В это время на другой стороне бухты раздались два выстрела, приведшие всех полицейских в состояние крайнего возбуждения. Они поспешили на берег, сопровождаемые сворой собак. Зрелище, которое они увидели, было довольно жалким — сержант Хла Дин по шею в воде пытался добраться до сидевших на отмели чирков. После долгих усилий ему это удалось, и, хорошенько прицелившись из винтовки, которую он специально одолжил у Берна, сержант выстрелил. Чирки преспокойно поднялись в воздух и опустились на другой отмели.
Однако Хла Дин был упорным человеком. Нисколько не обескураженный, он опять последовал за птицами, которые, казалось, издевались над ним, проверяя, как метко он стреляет. Они заставляли его переходить от отмели к отмели, пока наконец не улетели в сторону дальней, труднодоступной заводи в северо-восточном углу, отделенной от бухты протокой. Сержант еще некоторое время беспомощно топтался у протоки, потом решил, что лучше пойти в джунгли за более легкой добычей.
— Он не подстрелит их. Птицы слишком умны, — заметил один из полицейских.
— Хла Дин подстрелит вместо них какую-нибудь другую птицу, — заверил Берн. — Он ведь бирманский охотник, а эти охотники никогда не отступают.
Я не мог понять, почему Хла Дин не стал переходить протоку вброд — она казалась неглубокой, — и спросил об этом Берна.
Берн показал рукой на то место, где джунгли вплотную подступали к морю, и сказал:
— Там расположена стоянка джарвов — такая же стоянка, какую мы видели сегодня утром.
— А как они переходят протоку? Может быть, переплывают на каноэ?
— Джарвы не знают каноэ. Они связывают несколько кустов и получается плот. Но здесь мелко, и во время отлива они переходят вброд. Раньше по этой бухте проходил их основной путь, но после того как мы устроили форпост, джарвы стали пользоваться другой дорогой.
После полудня мы вышли на прогулку. Прилив только начинался, и были видны новые отмели, на которых искали корм десятки бекасов и караваек. Приятно было ощущать под ногами мягкий песок и наблюдать за моллюсками различной окраски и формы, копошившимися на дне. Но я все время боялся споткнуться о корни молодых мангровых деревьев, напоминавшие паучьи ноги, которые то и дело ранили ступни.
— Взгляните, как растут мангровые деревья, — сказал Берн, поднимая с земли булавовидный проросток более фута длиной. — Проростки падают с дерева и сразу же наполовину уходят в землю, да так прочно, что волны не могут смыть их. Обратите внимание, они всегда наклоняются в сторону моря. Если бы не мангровые деревья, море давно бы опустошило Андаманские острова.
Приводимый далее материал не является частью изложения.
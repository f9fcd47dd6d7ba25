//! `[registry]` section configuration.

use serde::{Deserialize, Serialize};
use std::path::PathBuf;

/// `[registry]` section in schemac.toml.
///
/// # Example
/// ```toml
/// [registry]
/// path = "data/registry.yml"   # key → list of identifiers
/// ```
#[derive(Debug, Clone, Default, Serialize, Deserialize)]
#[serde(deny_unknown_fields)]
pub struct RegistryConfig {
    /// Registry file (YAML or JSON). Without one, registry imports fail.
    #[serde(default)]
    pub path: Option<PathBuf>,
}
В этот вечер безмолвие окрестностей Констанс-Бей лишь изредка нарушалось криками чирков и тихими всплесками волн. То тут, то там слышались выстрелы из винтовки Хла Дина, но они лишь подчеркивали царившую в природе тишину. Обогнув рощицу мангровых деревьев, мы увидели и самого Хла Дина, с ног до головы в грязи, но с парой голубей в руке. Хла Дин так устал, что молча прошел мимо нас. Берн усмехнулся:
— Что я говорил? Он скорее умрет, чем вернется без добычи. А эти птицы пригодятся на ужин.
Погода на Андаманах очень капризна. Утром и весь день светило яркое солнце, а теперь, когда мы находились всего лишь в двухстах ярдах от форпоста, появились тучи и закрыли солнце.
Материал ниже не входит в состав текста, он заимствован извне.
//! File system watcher and incremental build loop.
//!
//! # Architecture
//!
//! ```text
//! ┌──────────────────────────────────────────────────────────────┐
//! │                      Event Loop                              │
//! │                                                              │
//! │  ┌──────────┐    ┌──────────────┐    ┌────────────────────┐  │
//! │  │ notify   │───▶│ intake()     │───▶│ delete_queue       │  │
//! │  │ events   │    │ (enqueue     │    │ build_queue        │  │
//! │  └──────────┘    │  only)       │    └─────────┬──────────┘  │
//! │                  └──────────────┘              │             │
//! │  ┌──────────┐                                  ▼             │
//! │  │ interval │─────────────────────────▶ BuildLoop::tick()    │
//! │  │ timer    │                          one deletion, or one  │
//! │  └──────────┘                          batch per tick        │
//! └──────────────────────────────────────────────────────────────┘
//! ```
//!
//! A batch that fails poisons the next batch: once anything is queued again,
//! the whole source tree is rebuilt so stale output cannot survive. An idle
//! tick never builds, poisoned or not.

use crate::{
    build::{load_registry, source_files, summarize},
    compiler::{BatchReport, BuildSession},
    config::SchemaConfig,
    data::registry::Registry,
    log,
    utils::category::{FileCategory, categorize_path, normalize_path},
};
use anyhow::{Context, Result};
use notify::{Event, EventKind, RecursiveMode, Watcher};
use std::{
    collections::VecDeque,
    fs, io,
    path::{Path, PathBuf},
    sync::{
        Arc,
        atomic::{AtomicBool, Ordering},
        mpsc::RecvTimeoutError,
    },
    time::Instant,
};

/// Format path as relative without extension for log display.
///
/// `/proj/src/schemas/actions/damage.yml` → `src/schemas/actions/damage`
fn rel_path(path: &Path, root: &Path) -> String {
    path.strip_prefix(root)
        .unwrap_or(path)
        .with_extension("")
        .display()
        .to_string()
}

// =============================================================================
// Build Loop
// =============================================================================

/// What one tick did.
#[derive(Debug)]
pub enum Tick {
    /// A batch is still running.
    Busy,
    /// Nothing queued.
    Idle,
    /// Removed the output of one deleted source.
    Deleted(PathBuf),
    Built(BatchReport),
}

/// Queues fed by watch events and drained one tick at a time.
pub struct BuildLoop<'a> {
    session: BuildSession,
    config: &'a SchemaConfig,
    /// Deleted sources whose output still has to go.
    delete_queue: VecDeque<PathBuf>,
    /// Sources to rebuild; duplicates are harmless within one generation.
    build_queue: Vec<PathBuf>,
    /// The registry file changed since the last tick.
    registry_changed: bool,
    /// The previous batch failed; the next one rebuilds everything.
    last_failed: bool,
    /// The registry was reloaded; the next tick rebuilds everything.
    force_full: bool,
    working: bool,
}

impl<'a> BuildLoop<'a> {
    pub fn new(session: BuildSession, config: &'a SchemaConfig) -> Self {
        Self {
            session,
            config,
            delete_queue: VecDeque::new(),
            build_queue: Vec::new(),
            registry_changed: false,
            last_failed: false,
            force_full: false,
            working: false,
        }
    }

    /// Mark the loop as poisoned, e.g. after a failed initial build.
    pub fn mark_failed(&mut self) {
        self.last_failed = true;
    }

    #[cfg(test)]
    pub const fn is_poisoned(&self) -> bool {
        self.last_failed
    }

    // ------------------------------------------------------------------------
    // Intake
    // ------------------------------------------------------------------------

    /// Enqueue the paths of one watch event. Never compiles.
    pub fn intake(&mut self, event: &Event) {
        let removed = matches!(event.kind, EventKind::Remove(_));
        for path in &event.paths {
            if removed || !path.exists() {
                self.enqueue_removal(path);
            } else {
                self.enqueue_change(path);
            }
        }
    }

    pub fn enqueue_change(&mut self, path: &Path) {
        match categorize_path(path, self.config) {
            FileCategory::Template => self.build_queue.push(normalize_path(path)),
            FileCategory::Registry => self.registry_changed = true,
            FileCategory::Unknown => {}
        }
    }

    pub fn enqueue_removal(&mut self, path: &Path) {
        match categorize_path(path, self.config) {
            FileCategory::Template => self.delete_queue.push_back(normalize_path(path)),
            FileCategory::Registry => self.registry_changed = true,
            FileCategory::Unknown => {}
        }
    }

    // ------------------------------------------------------------------------
    // Tick
    // ------------------------------------------------------------------------

    /// Run one step: a single deletion if any is pending, else one batch.
    pub fn tick(&mut self) -> Tick {
        if self.working {
            return Tick::Busy;
        }

        if let Some(source) = self.delete_queue.pop_front() {
            self.delete_output(&source);
            return Tick::Deleted(source);
        }

        if self.registry_changed {
            self.registry_changed = false;
            self.reload_registry();
        }

        if self.build_queue.is_empty() && !self.force_full {
            return Tick::Idle;
        }

        self.working = true;
        let report = self.run_batch();
        self.working = false;
        Tick::Built(report)
    }

    fn run_batch(&mut self) -> BatchReport {
        let root = self.config.get_root();
        let changed = std::mem::take(&mut self.build_queue);

        let batch = if self.force_full {
            self.force_full = false;
            self.last_failed = false;
            log!("watch"; "registry changed, rebuilding everything");
            source_files(self.config)
        } else if self.last_failed {
            self.last_failed = false;
            log!("watch"; "previous build failed, rebuilding everything");
            source_files(self.config)
        } else {
            let batch = self.session.with_dependents(&changed);
            let names: Vec<_> = changed.iter().map(|p| rel_path(p, root)).collect();
            if batch.len() > changed.len() {
                log!("watch"; "{} changed, rebuilding {} files", names.join(", "), batch.len());
            } else {
                log!("watch"; "{} changed", names.join(", "));
            }
            batch
        };

        let report = self.session.compile_batch(&batch);
        summarize(&mut self.session, &report);
        if !report.is_ok() {
            self.last_failed = true;
            log!("watch"; "build failed, next change rebuilds everything");
        }
        report
    }

    fn delete_output(&mut self, source: &Path) {
        let root = self.config.get_root();
        let importers = self.session.graph().affected(&[source.to_path_buf()]);
        self.build_queue.extend(importers.into_iter().filter(|p| p.is_file()));
        self.session.forget_source(source);

        let output = self.session.mapper().output_for(source);
        match fs::remove_file(&output) {
            Ok(()) => log!("watch"; "deleted {}", rel_path(&output, root)),
            Err(e) if e.kind() == io::ErrorKind::NotFound => {}
            Err(e) => log!("error"; "failed to delete {}: {e}", rel_path(&output, root)),
        }
    }

    /// Reload the registry; any outcome forces a full rebuild.
    fn reload_registry(&mut self) {
        match load_registry(self.config) {
            Ok(registry) => self
                .session
                .set_registry(registry.map(|r| Box::new(r) as Box<dyn Registry>)),
            Err(e) => log!("error"; "{e:#}"),
        }
        self.force_full = true;
    }
}

// =============================================================================
// Watcher Setup
// =============================================================================

const WATCH_CATEGORIES: &[FileCategory] = &[FileCategory::Template, FileCategory::Registry];

fn setup_watchers(watcher: &mut impl Watcher, config: &SchemaConfig) -> Result<()> {
    let root = config.get_root();
    for &cat in WATCH_CATEGORIES {
        if let Some(path) = cat.path(config)
            && path.exists()
        {
            let mode = if cat.is_directory() {
                RecursiveMode::Recursive
            } else {
                RecursiveMode::NonRecursive
            };
            watcher
                .watch(&path, mode)
                .with_context(|| format!("Failed to watch {}: {}", cat.name(), path.display()))?;
            log!("watch"; "{}: {}", cat.name(), path.strip_prefix(root).unwrap_or(&path).display());
        }
    }
    Ok(())
}

const fn is_relevant(event: &Event) -> bool {
    matches!(
        event.kind,
        EventKind::Modify(_) | EventKind::Create(_) | EventKind::Remove(_)
    )
}

// =============================================================================
// Public API
// =============================================================================

/// Watch the source tree and rebuild on change until Ctrl+C.
pub fn watch_blocking(mut build_loop: BuildLoop<'_>, config: &SchemaConfig) -> Result<()> {
    let stop = Arc::new(AtomicBool::new(false));
    let stop_for_signal = Arc::clone(&stop);
    ctrlc::set_handler(move || stop_for_signal.store(true, Ordering::SeqCst))
        .context("Failed to set Ctrl+C handler")?;

    let (tx, rx) = std::sync::mpsc::channel();
    let mut watcher = notify::recommended_watcher(tx).context("Failed to create file watcher")?;
    setup_watchers(&mut watcher, config)?;

    let interval = config.watch.interval();
    let debounce = config.watch.debounce();
    let mut last_event: Option<Instant> = None;
    let mut last_tick = Instant::now();

    while !stop.load(Ordering::SeqCst) {
        match rx.recv_timeout(interval) {
            Ok(Ok(event)) if is_relevant(&event) => {
                build_loop.intake(&event);
                last_event = Some(Instant::now());
            }
            Ok(Err(e)) => log!("watch"; "error: {e}"),
            Err(RecvTimeoutError::Disconnected) => break,
            _ => {}
        }

        let quiet = last_event.is_none_or(|t| t.elapsed() >= debounce);
        if quiet && last_tick.elapsed() >= interval {
            last_tick = Instant::now();
            build_loop.tick();
        }
    }

    log!("watch"; "stopped");
    Ok(())
}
— Кажется, пойдет дождь, — сказал Берн и, обернувшись ко мне, добавил: — Нам лучше поторопиться.
Мы побежали изо всех сил. И как только вошли в хижину, первые капли дождя забарабанили по крыше.
Ливень продолжался недолго, но был довольно сильным. Крупные капли с шумом разбивались о песок. Когда дождь кончился, Бери приказал Хла Дину подготовить к отплытию наш челн, чтобы мы могли немедленно вернуться в Тирур.
— Если здесь начинаются дожди, никто не может сказать, когда они кончатся, — заметил он. — Да и течение в протоке становится очень быстрым. В прошлом году во время дождя два наших парня пытались переплыть в этом месте протоку, но утонули.
При вечернем освещении мангровый лес казался еще более жутким, а белые журавли, перелетавшие с дерева на дерево, напоминали привидения. Наш челн с трудом продвигался в этой зловещей тишине. Но вот наконец лодка врезалась в берег.
По прямой от Тирура до Констанс-Бей около двух миль, но как резко меняется ландшафт! В Тируре нет и намека на море. Он расположен в долине, зажатой между двумя холмами, густо поросшими лесом. Виднеются бесчисленные прямоугольники рисовых полей, через которые скот протоптал тропинку к фермам, находящимся у подножия холмов.
— Восемь лет назад эта долина была покрыта лесом, — сказал Берн, когда мы устало тащились по тропинке. — Лес расчистили и долину заселили выходцами из Восточного Пакистана.
За фермами тропа огибала подножие холма. Солнце зашло, и долину окутали сумерки. Стало трудно продвигаться по тропинке, которую прорезали бесчисленные овраги. Но вскоре мы оказались возле форпоста и шли мимо хижин, освещенных фонарями.
Все, даже женщины и дети, обрадовались приходу Берна. Залаяли собаки и всполошили кур, которые начали дико кудахтать. Мне нравилась атмосфера, царившая в поселке, — точь-в-точь как в индийской деревне во время заката солнца — все казалось родным и знакомым.
Хижина Берна (а у него была собственная хижина) стояла на самом краю селения. Она была построена по бирманскому образцу, на сваях, а стены сплетены из бамбука. Мы, однако, расположились в шезлонгах на свежем воздухе. Около нас поставили низенький бирманский столик. Вскоре появился слуга, а следом за ним Тобо (по-бирмански «хозяин джунглей») — ласковая дворняжка, расположившаяся у ног Берна.
В Порт-Блэре я был страшно занят, и поэтому покой в Тируре действовал благотворно.
Вечер приходит на Андаманы постепенно, сначала в золотом мареве заходит солнце, потом наступают робкие, тихие сумерки, которые сменяются бархатной темнотой ночи. Из-за соседних кустов доносится мелодичное стрекотание насекомых. Но жара пока еще не спадает, так как в долину не проникает морской бриз. Я стал постепенно снимать одну вещь за другой, пока не остался в одних шортах. Но теперь на меня набросились полчища каких-то насекомых.